E. 4 Par ailleurs, et pour la première fois dans ses écritures de recours, la recourante invoque l'application de l'art. 129 CP, qui punit celui qui, sans scrupules, aura mis autrui en danger de mort imminent. À cet égard, il doit être rappelé qu'en sa qualité d'autorité de recours, la Chambre de céans ne peut statuer qu'à propos de décisions rendues par les juridictions de première instance ou soumises à ces dernières ( DCPR/86/2011 du 29 avril 2011). Or, le Ministère public n'a, à aucun moment, été amené à se déterminer sur cette prévention, que la recourante n'a jamais évoqué dans sa plainte. De surcroît, le fait de réserver de nouveaux motifs à la seule instance de recours, alors qu'ils auraient pu être allégués par le recourant dans le cadre de l'instruction, privant ainsi le procureur de se prononcer à leur sujet dans sa décision querellée, contrevient au principe de la bonne foi, consacré par l'art. 3 al. 2 CPP, également applicable aux justiciables nonobstant sa teneur (arrêt du Tribunal fédéral 6B_5/2013 du 19 février 2013, consid. 2.7). Le recours est partant irrecevable sur ce point. En toute hypothèse, les conditions de l'art. 129 CP ne sont manifestement pas réunies en l'espèce, dans la mesure où rien n'indique que la recourante se serait trouvée dans un danger de mort imminent.

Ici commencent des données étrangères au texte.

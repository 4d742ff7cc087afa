//! Keyspace change notifications
//!
//! Commands report what they did to a key through a [`Notifier`], which
//! filters events by class and hands them to the registered sinks. Sinks
//! must not block: delivery is fire-and-forget.

use bytes::Bytes;
use std::fmt;
use std::sync::Arc;
use tokio::sync::broadcast;
use tracing::trace;

/// Category of a keyspace event
#[derive(Debug, Clone, Copy, PartialEq, Eq)]
pub enum EventClass {
    /// Type-independent commands (DEL, EXPIRE, ...)
    Generic,
    String,
    List,
    Set,
    Hash,
    SortedSet,
    /// A key was removed because its time to live elapsed
    Expired,
}

impl EventClass {
    fn flag(self) -> u16 {
        match self {
            EventClass::Generic => 1 << 0,
            EventClass::String => 1 << 1,
            EventClass::List => 1 << 2,
            EventClass::Set => 1 << 3,
            EventClass::Hash => 1 << 4,
            EventClass::SortedSet => 1 << 5,
            EventClass::Expired => 1 << 6,
        }
    }
}

const ALL_CLASSES: u16 = (1 << 7) - 1;

/// Parse a class string such as `"Elg"` or `"A"` into a flag set.
///
/// `K` and `E` select the channel flavour in other servers and are accepted
/// without effect. Returns `None` on an unknown character.
pub fn parse_classes(classes: &str) -> Option<u16> {
    let mut flags = 0;
    for c in classes.chars() {
        flags |= match c {
            'A' => ALL_CLASSES,
            'g' => EventClass::Generic.flag(),
            '$' => EventClass::String.flag(),
            'l' => EventClass::List.flag(),
            's' => EventClass::Set.flag(),
            'h' => EventClass::Hash.flag(),
            'z' => EventClass::SortedSet.flag(),
            'x' => EventClass::Expired.flag(),
            'K' | 'E' => 0,
            _ => return None,
        };
    }
    Some(flags)
}

/// One notification: `event` happened to `key` in database `db`
#[derive(Debug, Clone, PartialEq)]
pub struct KeyspaceEvent {
    pub class: EventClass,
    pub event: &'static str,
    pub key: Bytes,
    pub db: usize,
}

impl fmt::Display for KeyspaceEvent {
    fn fmt(&self, f: &mut fmt::Formatter<'_>) -> fmt::Result {
        write!(
            f,
            "db{} {} {}",
            self.db,
            self.event,
            String::from_utf8_lossy(&self.key)
        )
    }
}

/// Receiver of keyspace events
pub trait NotificationSink: Send + Sync {
    fn notify(&self, event: &KeyspaceEvent);
}

/// Sink publishing events on a tokio broadcast channel
pub struct BroadcastSink {
    tx: broadcast::Sender<KeyspaceEvent>,
}

impl BroadcastSink {
    pub fn new(capacity: usize) -> Self {
        let (tx, _) = broadcast::channel(capacity);
        BroadcastSink { tx }
    }

    pub fn subscribe(&self) -> broadcast::Receiver<KeyspaceEvent> {
        self.tx.subscribe()
    }
}

impl NotificationSink for BroadcastSink {
    fn notify(&self, event: &KeyspaceEvent) {
        // no subscribers is fine
        let _ = self.tx.send(event.clone());
    }
}

/// Sink writing every event to the trace log
pub struct TracingSink;

impl NotificationSink for TracingSink {
    fn notify(&self, event: &KeyspaceEvent) {
        trace!("keyspace event: {}", event);
    }
}

/// Class filter in front of a list of sinks
#[derive(Clone, Default)]
pub struct Notifier {
    flags: u16,
    sinks: Vec<Arc<dyn NotificationSink>>,
}

impl Notifier {
    /// A notifier that drops every event
    pub fn disabled() -> Self {
        Self::default()
    }

    /// A notifier forwarding the classes in `flags` (see [`parse_classes`])
    pub fn new(flags: u16) -> Self {
        Notifier {
            flags,
            sinks: Vec::new(),
        }
    }

    pub fn add_sink(&mut self, sink: Arc<dyn NotificationSink>) {
        self.sinks.push(sink);
    }

    pub fn is_enabled(&self, class: EventClass) -> bool {
        self.flags & class.flag() != 0 && !self.sinks.is_empty()
    }

    pub fn notify(&self, class: EventClass, event: &'static str, key: &Bytes, db: usize) {
        if !self.is_enabled(class) {
            return;
        }
        let event = KeyspaceEvent {
            class,
            event,
            key: key.clone(),
            db,
        };
        for sink in &self.sinks {
            sink.notify(&event);
        }
    }
}

impl fmt::Debug for Notifier {
    fn fmt(&self, f: &mut fmt::Formatter<'_>) -> fmt::Result {
        f.debug_struct("Notifier")
            .field("flags", &self.flags)
            .field("sinks", &self.sinks.len())
            .finish()
    }
}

E. 5 Justifiée, l'ordonnance de non-entrée en matière sera confirmée.
E. 6 À teneur de l'art. 136 al. 1 CPP, la direction de la procédure accorde entièrement ou partiellement l'assistance judiciaire à la partie plaignante pour lui permettre de faire valoir ses prétentions civiles lorsqu'elle est indigente (let. a) et que l'action civile ne paraît pas vouée à l'échec (let. b). L'assistance judiciaire comprend, notamment, l'exonération des frais de procédure (art. 136 al. 2 let. b CPP). La cause du plaignant ne doit pas être dénuée de toute chance de succès. L'assistance peut donc être refusée lorsqu'il apparaît d'emblée que la démarche est manifestement irrecevable, que la position du requérant est juridiquement infondée ou que la procédure pénale est vouée à l'échec (arrêts du Tribunal fédéral 1B_173/2014 du 17 juillet 2014 consid. 3.1.1 et 1B_254/2013 du 27 septembre 2013 consid. 2.1.1. et les références citées). En l'espèce, quand bien même la recourante est indigente, il a été jugé supra que ses griefs étaient, pour l'un manifestement irrecevable et, pour les autres, juridiquement infondés. La demande d'assistance juridique ne peut qu'être rejetée.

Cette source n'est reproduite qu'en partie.